As shown in FIG. 1 , in order for the live wire device 200 to be installed on the wire 10 , the bypass clamp 100 must first be mounted on the wire 10 .

The electric wire 10 needs to be inserted into the electric wire accommodating part 144 formed in the lower clamp 140 past the electric wire accommodating space S1 of the casing 110 .

As shown in FIG. 4 , after the electric wire 10 is seated in the electric wire receiving part 144 , the upper clamp 130 may be lowered by the driving motor 120 .

The upper clamp 130 descending in the direction of the lower clamp 140 may serve to support or fix the electric wire 10 together with the lower clamp 140 .

In order for the current moving along the electric wire 10 to bypass the bypass cable 160 through the bypass clamp 100 , it is seated in the electric wire receiving part 144 while being peeled off the sheath 10a of the electric wire 10 . need to be

5 is a perspective view illustrating a motor 120 having a shaft screw 124 connected to the rotation shaft 123 and an upper clamp 130 coupled to the shaft screw 124 .

6 is a perspective view of the motor 120 provided with the shaft screw 124 .

With reference to FIG. 5 , the interaction between the shaft screw 124 and the upper clamp 130 will be described in detail.
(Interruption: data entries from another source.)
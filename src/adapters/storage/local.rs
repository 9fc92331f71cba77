//! Local directory storage

use crate::config::schema::StorageConfig;
use crate::domain::StorageError;
use std::path::{Path, PathBuf};

/// Storage rooted at a local directory
pub struct LocalStorage {
    root: PathBuf,
}

impl LocalStorage {
    /// Create storage rooted at the configured directory
    pub fn new(config: &StorageConfig) -> Self {
        Self {
            root: PathBuf::from(&config.root),
        }
    }

    /// Create storage rooted at an explicit path
    pub fn with_root(root: impl Into<PathBuf>) -> Self {
        Self { root: root.into() }
    }

    /// Fetch a stored file's bytes by name
    ///
    /// # Errors
    ///
    /// Returns `InvalidName` for names containing path separators or
    /// traversal components, `NotFound` if no such file exists, and `Io`
    /// for other read failures.
    pub async fn fetch(&self, name: &str) -> Result<Vec<u8>, StorageError> {
        let name = sanitize_name(name)?;
        let path = self.root.join(name);

        match tokio::fs::read(&path).await {
            Ok(bytes) => Ok(bytes),
            Err(e) if e.kind() == std::io::ErrorKind::NotFound => {
                Err(StorageError::NotFound(name.to_string()))
            }
            Err(e) => Err(StorageError::Io(e.to_string())),
        }
    }

    /// Classify a file's MIME type from its bytes, falling back to the
    /// file-name extension
    pub fn mime_type(name: &str, bytes: &[u8]) -> String {
        if let Some(mime) = sniff_magic(bytes) {
            return mime.to_string();
        }

        let extension = Path::new(name)
            .extension()
            .and_then(|e| e.to_str())
            .map(|e| e.to_ascii_lowercase());

        match extension.as_deref() {
            Some("txt") | Some("log") => "text/plain",
            Some("md") | Some("markdown") => "text/markdown",
            Some("csv") => "text/csv",
            Some("json") => "application/json",
            Some("png") => "image/png",
            Some("jpg") | Some("jpeg") => "image/jpeg",
            Some("gif") => "image/gif",
            Some("webp") => "image/webp",
            _ => "application/octet-stream",
        }
        .to_string()
    }
}

/// Reject names that could escape the storage root
fn sanitize_name(name: &str) -> Result<&str, StorageError> {
    if name.is_empty() {
        return Err(StorageError::InvalidName("empty name".to_string()));
    }
    if name.contains('/') || name.contains('\\') || name.contains("..") {
        return Err(StorageError::InvalidName(name.to_string()));
    }
    Ok(name)
}

/// Identify well-known image formats by magic bytes
fn sniff_magic(bytes: &[u8]) -> Option<&'static str> {
    if bytes.starts_with(&[0x89, 0x50, 0x4e, 0x47, 0x0d, 0x0a, 0x1a, 0x0a]) {
        return Some("image/png");
    }
    if bytes.starts_with(&[0xff, 0xd8, 0xff]) {
        return Some("image/jpeg");
    }
    if bytes.starts_with(b"GIF87a") || bytes.starts_with(b"GIF89a") {
        return Some("image/gif");
    }
    if bytes.len() >= 12 && bytes.starts_with(b"RIFF") && &bytes[8..12] == b"WEBP" {
        return Some("image/webp");
    }
    None
}

#[cfg(test)]
mod tests {
    use super::*;

    #[test]
    fn test_sanitize_rejects_traversal() {
        assert!(sanitize_name("../etc/passwd").is_err());
        assert!(sanitize_name("a/b.txt").is_err());
        assert!(sanitize_name("a\\b.txt").is_err());
        assert!(sanitize_name("").is_err());
        assert!(sanitize_name("report.txt").is_ok());
    }

    #[test]
    fn test_magic_bytes_win_over_extension() {
        let png = [0x89, 0x50, 0x4e, 0x47, 0x0d, 0x0a, 0x1a, 0x0a, 0x00];
        assert_eq!(LocalStorage::mime_type("photo.txt", &png), "image/png");
    }

    #[test]
    fn test_extension_fallback() {
        assert_eq!(LocalStorage::mime_type("notes.txt", b"hello"), "text/plain");
        assert_eq!(
            LocalStorage::mime_type("notes.md", b"# title"),
            "text/markdown"
        );
        assert_eq!(
            LocalStorage::mime_type("blob.bin", &[0x00, 0x01]),
            "application/octet-stream"
        );
    }

    #[test]
    fn test_jpeg_sniffing() {
        let jpeg = [0xff, 0xd8, 0xff, 0xe0];
        assert_eq!(LocalStorage::mime_type("x", &jpeg), "image/jpeg");
    }

    #[tokio::test]
    async fn test_fetch_roundtrip_and_not_found() {
        let dir = tempfile::tempdir().unwrap();
        std::fs::write(dir.path().join("note.txt"), b"contents").unwrap();

        let storage = LocalStorage::with_root(dir.path());
        let bytes = storage.fetch("note.txt").await.unwrap();
        assert_eq!(bytes, b"contents");

        let missing = storage.fetch("missing.txt").await;
        assert!(matches!(missing, Err(StorageError::NotFound(_))));
    }
}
The outer diameter of the shaft screw 124 may be formed smaller than the inner diameter of the upper clamp 130 . In order for the shaft screw 124 to rotate, it is preferable that the shaft screw outer circumferential surface 124a and the inner circumferential surface of the upper clamp 130 do not come into close contact with each other.

A first screw thread 124a1 is formed on the shaft screw outer circumferential surface 124a, and a first screw groove 130a1 is formed on the inner circumferential surface of the upper clamp 130. The shaft screw 124 and the upper clamp 130 may be rotatably coupled to each other by the first screw thread 124a1 and the first screw groove 130a1.

The control unit provided in the motor 120 allows the operation unit 20 to operate the motor 120 . It serves to receive a signal transmitted through a button installed on the operation unit 20 from the control unit to drive the motor 120 according to the signal.

When the motor 120 is driven, the shaft screw 124 connected to the rotating shaft 123 rotates along the driving direction of the motor 120 . When the motor 120 rotates in the clockwise direction, the upper clamp 130 may descend downward by the rotating shaft screw 124 .

For example, the shaft screw 124 accommodated in the upper portion of the casing 110 is rotated in place by the motor 120 . When the shaft screw 124 rotates in place, the corresponding upper clamp 130 rotates together.

That is, according to the direction in which the shaft screw 124 rotates, the upper clamp 130 may rise or fall. Here, the rising of the upper clamp 130 may mean an upward direction in the longitudinal direction of the casing 110 , and descending may mean a downward direction in the longitudinal direction of the casing 110 .

Hereinafter, for convenience of explanation, when the motor 120 rotates clockwise, it will be described that the upper clamp 130 descends. However, the direction of movement may vary depending on the structure formed in the first screw thread 124a1 and the first screw groove 130a1.

When the motor 120 rotates counterclockwise according to a signal from the manipulation unit 20 , the upper clamp 130 may rise upward by the rotating shaft screw 124 .

When the shaft screw 124 rotates in the clockwise direction, the upper clamp 130 may rotate in the direction of the lower clamp 140 while rotating together.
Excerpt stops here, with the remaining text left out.